Vaisala CL51 Lidar Ceilometer

MIPS Vaisala CL51 Ceilometer

LiDAR (Light Detection And Ranging) technology is utilized widely in the meteorological community. Lidar works by emitting low-power laser pulses into the atmosphere. The receiver then detects any back-scattered returns from the atmosphere. Unlike Doppler Wind Lidars, ceilometers have a longer wavelength and can therefore detect clouds and aerosols at a much greater altitude, but do not provide particle motion information. Knowing cloud base, cloud thickness, and even detecting aerosol depth in the boundary layer play an important role in understanding the boundary layer characteristics.

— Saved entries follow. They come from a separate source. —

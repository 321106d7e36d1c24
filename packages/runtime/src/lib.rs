//! # DVE Runtime
//!
//! Applies a published overlay to a page and keeps it applied.
//!
//! ## Architecture
//!
//! ```text
//! ┌──────────────────────────────────────────────┐
//! │ boot: config block → ArtifactLoader → Overlay │
//! └──────────────────────────────────────────────┘
//!                      ↓
//! ┌──────────────────────────────────────────────┐
//! │ apply: styles → text → sections → bindings   │
//! └──────────────────────────────────────────────┘
//!                      ↓
//! ┌──────────────────────────────────────────────┐
//! │ reconcile: DomObserver → one pass per frame  │
//! └──────────────────────────────────────────────┘
//! ```
//!
//! The runtime is single-threaded. Shared state lives in `Rc<RefCell<_>>`
//! and host services (`ArtifactLoader`, `FrameScheduler`, `Navigator`,
//! `TraceTransport`) are traits so the whole loop runs without a browser.

pub mod apply;
pub mod bindings;
pub mod error;
pub mod host;
pub mod overlay;
pub mod runtime;
pub mod sections;
pub mod styles;
pub mod text;
pub mod trace;

pub use apply::{ApplyReport, Applier};
pub use bindings::{BoundAction, DispatchOutcome, HandlerRegistry, ACTION_ATTR, WORKFLOW_ID_ATTR, WORKFLOW_RUNNER_ATTR};
pub use error::{RuntimeError, RuntimeResult};
pub use host::{
    ArtifactLoader, FrameQueue, FrameScheduler, FsLoader, MemoryLoader, Navigation, Navigator,
    NullTransport, RecordingNavigator, RecordingTransport, TraceTransport,
};
pub use overlay::{ElementIndex, Overlay, Target};
pub use runtime::{
    read_config, BootOutcome, Runtime, RuntimeHost, RuntimeOptions, DEFAULT_TRACE_ENDPOINT,
    DEFAULT_WORKFLOW_RUNNER_SRC,
};
pub use sections::SECTION_STYLE_ATTR;
pub use styles::build_css;
pub use trace::{TraceEvent, TraceKind, Tracer, TRACE_LOG_CAPACITY};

With a wavelength of 910 nm, the Vaisala Cl51 has a measurement range up to 15 km and can detect up to three cloud bases. UAH currently has two CL51 ceilometers - one on MIPS and one on RaDAPS.

  • Wavelength: 910 nm
  • Measurement Range: 0-15km
  • Gate Spacing: 10 m
  • Detectable Layers: 3
  • Time Resolution: Adjustable (Currently 15 seconds)
  • Peak Power: 27 W
  • Beam Divergence: 0.15 mrad

Ceilometer data showing aerosols in the boundary layer (BL) at night and a building convective BL throughout the day.

The MIPS Ceilometer sees smoke from local fires at night.